▸ **Exercise instructions**: Scan the data for "Path" and copy the lines it appears in.

[Dataset entries Boundary: Start]

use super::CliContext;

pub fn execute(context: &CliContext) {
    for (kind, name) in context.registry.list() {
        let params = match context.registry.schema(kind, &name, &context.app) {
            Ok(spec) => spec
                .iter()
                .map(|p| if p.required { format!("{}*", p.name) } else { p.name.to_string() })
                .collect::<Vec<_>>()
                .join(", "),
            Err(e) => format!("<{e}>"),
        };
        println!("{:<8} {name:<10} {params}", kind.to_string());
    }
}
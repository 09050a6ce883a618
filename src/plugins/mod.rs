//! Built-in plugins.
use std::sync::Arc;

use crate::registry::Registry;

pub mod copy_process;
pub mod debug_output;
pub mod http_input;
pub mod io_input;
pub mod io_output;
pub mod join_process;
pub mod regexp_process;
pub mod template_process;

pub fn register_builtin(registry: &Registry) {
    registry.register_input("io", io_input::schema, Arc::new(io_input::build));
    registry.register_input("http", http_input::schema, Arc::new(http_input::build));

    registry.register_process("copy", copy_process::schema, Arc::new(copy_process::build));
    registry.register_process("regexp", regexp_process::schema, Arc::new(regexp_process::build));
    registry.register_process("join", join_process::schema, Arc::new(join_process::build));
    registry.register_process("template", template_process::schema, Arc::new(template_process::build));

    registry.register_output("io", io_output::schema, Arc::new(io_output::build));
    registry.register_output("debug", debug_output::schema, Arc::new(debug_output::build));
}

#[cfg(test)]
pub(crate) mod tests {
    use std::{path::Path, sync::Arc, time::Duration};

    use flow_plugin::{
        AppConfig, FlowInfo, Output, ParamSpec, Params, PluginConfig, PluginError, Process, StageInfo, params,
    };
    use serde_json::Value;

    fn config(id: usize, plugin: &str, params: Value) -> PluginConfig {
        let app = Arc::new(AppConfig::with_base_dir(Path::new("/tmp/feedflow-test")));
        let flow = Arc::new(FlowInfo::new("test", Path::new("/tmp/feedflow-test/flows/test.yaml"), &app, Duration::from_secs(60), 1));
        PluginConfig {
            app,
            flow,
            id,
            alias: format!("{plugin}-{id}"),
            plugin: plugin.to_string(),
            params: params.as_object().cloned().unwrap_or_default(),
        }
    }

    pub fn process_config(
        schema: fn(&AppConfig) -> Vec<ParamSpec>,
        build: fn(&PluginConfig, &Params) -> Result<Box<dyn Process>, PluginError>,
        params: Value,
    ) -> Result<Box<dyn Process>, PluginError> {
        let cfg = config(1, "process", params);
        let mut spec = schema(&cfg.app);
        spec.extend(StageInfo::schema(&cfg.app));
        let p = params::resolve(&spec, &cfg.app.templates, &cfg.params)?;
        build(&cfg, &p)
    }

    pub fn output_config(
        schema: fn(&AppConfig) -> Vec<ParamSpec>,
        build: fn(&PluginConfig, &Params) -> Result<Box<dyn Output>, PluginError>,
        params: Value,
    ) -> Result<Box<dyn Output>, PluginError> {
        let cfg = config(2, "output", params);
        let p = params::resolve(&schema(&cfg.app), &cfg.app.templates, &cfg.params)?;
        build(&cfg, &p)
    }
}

[Dataset entries Boundary: End]

▸ **Exercise answer**:
    use std::{path::Path, sync::Arc, time::Duration};
        let app = Arc::new(AppConfig::with_base_dir(Path::new("/tmp/feedflow-test")));
        let flow = Arc::new(FlowInfo::new("test", Path::new("/tmp/feedflow-test/flows/test.yaml"), &app, Duration::from_secs(60), 1));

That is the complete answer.